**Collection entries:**
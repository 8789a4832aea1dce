//! Configuration loading from disk.

use std::fs;
use std::path::Path;

use thiserror::Error;

use crate::config::schema::ServiceConfig;
use crate::config::validation::{validate_config, ValidationError};

/// Error type for configuration loading.
#[derive(Debug, Error)]
pub enum ConfigError {
    #[error("IO error: {0}")]
    Io(#[from] std::io::Error),

    #[error("Parse error: {0}")]
    Parse(#[from] toml::de::Error),

    #[error("Validation failed: {}", join(.0))]
    Validation(Vec<ValidationError>),
}

fn join(errors: &[ValidationError]) -> String {
    errors.iter().map(ToString::to_string).collect::<Vec<_>>().join(", ")
}

/// Load and validate configuration from a TOML file.
pub fn load_config(path: &Path) -> Result<ServiceConfig, ConfigError> {
    let content = fs::read_to_string(path)?;
    parse_config(&content)
}

/// Parse and validate configuration from TOML text.
pub fn parse_config(content: &str) -> Result<ServiceConfig, ConfigError> {
    let config: ServiceConfig = toml::from_str(content)?;
    validate_config(&config).map_err(ConfigError::Validation)?;
    Ok(config)
}
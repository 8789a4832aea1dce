//! Configuration schema definitions.
//!
//! This module defines the complete configuration structure for the service.
//! All types derive Serde traits for deserialization from config files.

use std::time::Duration;

use serde::{Deserialize, Serialize};

use crate::quoting::types::Agent;
use crate::resilience::backoff::RetryPolicy;

/// Root configuration for the booking service.
#[derive(Debug, Clone, Deserialize, Serialize, Default)]
#[serde(default)]
pub struct ServiceConfig {
    /// HTTP listener settings.
    pub server: ServerConfig,

    /// Backoff policy for outbound retries.
    pub retry: RetryConfig,

    /// Outbound HTTP client settings.
    pub http_client: HttpClientConfig,

    /// Transaction executor settings and seed data.
    pub database: DatabaseConfig,

    /// Observability settings.
    pub observability: ObservabilityConfig,
}

/// Listener configuration.
#[derive(Debug, Clone, Deserialize, Serialize)]
#[serde(default)]
pub struct ServerConfig {
    /// Bind address (e.g., "0.0.0.0:8080").
    pub bind_address: String,

    /// Request timeout in seconds.
    pub request_timeout_secs: u64,
}

impl Default for ServerConfig {
    fn default() -> Self {
        Self {
            bind_address: "0.0.0.0:8080".to_string(),
            request_timeout_secs: 30,
        }
    }
}

/// Retry configuration.
#[derive(Debug, Clone, Deserialize, Serialize)]
#[serde(default)]
pub struct RetryConfig {
    /// Maximum number of attempts, the first one included.
    pub max_retries: u32,

    /// Delay before the second attempt, in milliseconds.
    pub initial_delay_ms: u64,

    /// Cap on any single delay, in milliseconds.
    pub max_delay_ms: u64,

    /// Multiplier applied per attempt.
    pub backoff_factor: f64,
}

impl Default for RetryConfig {
    fn default() -> Self {
        let policy = RetryPolicy::default();
        Self {
            max_retries: policy.max_retries,
            initial_delay_ms: policy.initial_delay.as_millis() as u64,
            max_delay_ms: policy.max_delay.as_millis() as u64,
            backoff_factor: policy.factor,
        }
    }
}

impl RetryConfig {
    pub fn to_policy(&self) -> RetryPolicy {
        RetryPolicy::new(
            self.max_retries,
            Duration::from_millis(self.initial_delay_ms),
            Duration::from_millis(self.max_delay_ms),
            self.backoff_factor,
        )
    }
}

/// Outbound HTTP client configuration.
#[derive(Debug, Clone, Deserialize, Serialize)]
#[serde(default)]
pub struct HttpClientConfig {
    /// Per-attempt request timeout in seconds.
    pub timeout_secs: u64,

    /// Base URL the CLI talks to.
    pub base_url: String,
}

impl Default for HttpClientConfig {
    fn default() -> Self {
        Self {
            timeout_secs: 10,
            base_url: "http://127.0.0.1:8080".to_string(),
        }
    }
}

/// Transaction executor configuration.
#[derive(Debug, Clone, Deserialize, Serialize)]
#[serde(default)]
pub struct DatabaseConfig {
    /// Bound on acquiring and running one transaction, in milliseconds.
    pub transaction_timeout_ms: u64,

    /// Attempts for transient read failures.
    pub max_retries: u32,

    /// First backoff delay for transient read failures, in milliseconds.
    pub base_delay_ms: u64,

    /// Agents registered at startup.
    pub agents: Vec<Agent>,
}

impl Default for DatabaseConfig {
    fn default() -> Self {
        Self {
            transaction_timeout_ms: 10_000,
            max_retries: 3,
            base_delay_ms: 1000,
            agents: Vec::new(),
        }
    }
}

impl DatabaseConfig {
    pub fn transaction_timeout(&self) -> Duration {
        Duration::from_millis(self.transaction_timeout_ms)
    }

    pub fn base_delay(&self) -> Duration {
        Duration::from_millis(self.base_delay_ms)
    }
}

/// Observability configuration.
#[derive(Debug, Clone, Deserialize, Serialize)]
#[serde(default)]
pub struct ObservabilityConfig {
    /// Log level (trace, debug, info, warn, error).
    pub log_level: String,

    /// Emit JSON log lines instead of human-readable ones.
    pub json_logs: bool,

    /// Enable metrics endpoint.
    pub metrics_enabled: bool,

    /// Metrics endpoint bind address.
    pub metrics_address: String,
}

impl Default for ObservabilityConfig {
    fn default() -> Self {
        Self {
            log_level: "info".to_string(),
            json_logs: false,
            metrics_enabled: true,
            metrics_address: "0.0.0.0:9090".to_string(),
        }
    }
}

**ASSIGNMENT:** When transcribing the data, keep every line exactly as it is.

**SOLUTION:**
repository 8789a4832aea1dce
//! Configuration loading from disk.

use std::fs;
use std::path::Path;

use thiserror::Error;

use crate::config::schema::ServiceConfig;
use crate::config::validation::{validate_config, ValidationError};

/// Error type for configuration loading.
#[derive(Debug, Error)]
pub enum ConfigError {
    #[error("IO error: {0}")]
    Io(#[from] std::io::Error),

    #[error("Parse error: {0}")]
    Parse(#[from] toml::de::Error),

    #[error("Validation failed: {}", join(.0))]
    Validation(Vec<ValidationError>),
}

fn join(errors: &[ValidationError]) -> String {
    errors.iter().map(ToString::to_string).collect::<Vec<_>>().join(", ")
}

/// Load and validate configuration from a TOML file.
pub fn load_config(path: &Path) -> Result<ServiceConfig, ConfigError> {
    let content = fs::read_to_string(path)?;
    parse_config(&content)
}

/// Parse and validate configuration from TOML text.
pub fn parse_config(content: &str) -> Result<ServiceConfig, ConfigError> {
    let config: ServiceConfig = toml::from_str(content)?;
    validate_config(&config).map_err(ConfigError::Validation)?;
    Ok(config)
}
repository 8789a4832aea1dce
//! Configuration schema definitions.
//!
//! This module defines the complete configuration structure for the service.
//! All types derive Serde traits for deserialization from config files.

use std::time::Duration;

use serde::{Deserialize, Serialize};

use crate::quoting::types::Agent;
use crate::resilience::backoff::RetryPolicy;

/// Root configuration for the booking service.
#[derive(Debug, Clone, Deserialize, Serialize, Default)]
#[serde(default)]
pub struct ServiceConfig {
    /// HTTP listener settings.
    pub server: ServerConfig,

    /// Backoff policy for outbound retries.
    pub retry: RetryConfig,

    /// Outbound HTTP client settings.
    pub http_client: HttpClientConfig,

    /// Transaction executor settings and seed data.
    pub database: DatabaseConfig,

    /// Observability settings.
    pub observability: ObservabilityConfig,
}

/// Listener configuration.
#[derive(Debug, Clone, Deserialize, Serialize)]
#[serde(default)]
pub struct ServerConfig {
    /// Bind address (e.g., "0.0.0.0:8080").
    pub bind_address: String,

    /// Request timeout in seconds.
    pub request_timeout_secs: u64,
}

impl Default for ServerConfig {
    fn default() -> Self {
        Self {
            bind_address: "0.0.0.0:8080".to_string(),
            request_timeout_secs: 30,
        }
    }
}

/// Retry configuration.
#[derive(Debug, Clone, Deserialize, Serialize)]
#[serde(default)]
pub struct RetryConfig {
    /// Maximum number of attempts, the first one included.
    pub max_retries: u32,

    /// Delay before the second attempt, in milliseconds.
    pub initial_delay_ms: u64,

    /// Cap on any single delay, in milliseconds.
    pub max_delay_ms: u64,

    /// Multiplier applied per attempt.
    pub backoff_factor: f64,
}

impl Default for RetryConfig {
    fn default() -> Self {
        let policy = RetryPolicy::default();
        Self {
            max_retries: policy.max_retries,
            initial_delay_ms: policy.initial_delay.as_millis() as u64,
            max_delay_ms: policy.max_delay.as_millis() as u64,
            backoff_factor: policy.factor,
        }
    }
}

impl RetryConfig {
    pub fn to_policy(&self) -> RetryPolicy {
        RetryPolicy::new(
            self.max_retries,
            Duration::from_millis(self.initial_delay_ms),
            Duration::from_millis(self.max_delay_ms),
            self.backoff_factor,
        )
    }
}

/// Outbound HTTP client configuration.
#[derive(Debug, Clone, Deserialize, Serialize)]
#[serde(default)]
pub struct HttpClientConfig {
    /// Per-attempt request timeout in seconds.
    pub timeout_secs: u64,

    /// Base URL the CLI talks to.
    pub base_url: String,
}

impl Default for HttpClientConfig {
    fn default() -> Self {
        Self {
            timeout_secs: 10,
            base_url: "http://127.0.0.1:8080".to_string(),
        }
    }
}

/// Transaction executor configuration.
#[derive(Debug, Clone, Deserialize, Serialize)]
#[serde(default)]
pub struct DatabaseConfig {
    /// Bound on acquiring and running one transaction, in milliseconds.
    pub transaction_timeout_ms: u64,

    /// Attempts for transient read failures.
    pub max_retries: u32,

    /// First backoff delay for transient read failures, in milliseconds.
    pub base_delay_ms: u64,

    /// Agents registered at startup.
    pub agents: Vec<Agent>,
}

impl Default for DatabaseConfig {
    fn default() -> Self {
        Self {
            transaction_timeout_ms: 10_000,
            max_retries: 3,
            base_delay_ms: 1000,
            agents: Vec::new(),
        }
    }
}

impl DatabaseConfig {
    pub fn transaction_timeout(&self) -> Duration {
        Duration::from_millis(self.transaction_timeout_ms)
    }

    pub fn base_delay(&self) -> Duration {
        Duration::from_millis(self.base_delay_ms)
    }
}

/// Observability configuration.
#[derive(Debug, Clone, Deserialize, Serialize)]
#[serde(default)]
pub struct ObservabilityConfig {
    /// Log level (trace, debug, info, warn, error).
    pub log_level: String,

    /// Emit JSON log lines instead of human-readable ones.
    pub json_logs: bool,

    /// Enable metrics endpoint.
    pub metrics_enabled: bool,

    /// Metrics endpoint bind address.
    pub metrics_address: String,
}

impl Default for ObservabilityConfig {
    fn default() -> Self {
        Self {
            log_level: "info".to_string(),
            json_logs: false,
            metrics_enabled: true,
            metrics_address: "0.0.0.0:9090".to_string(),
        }
    }
}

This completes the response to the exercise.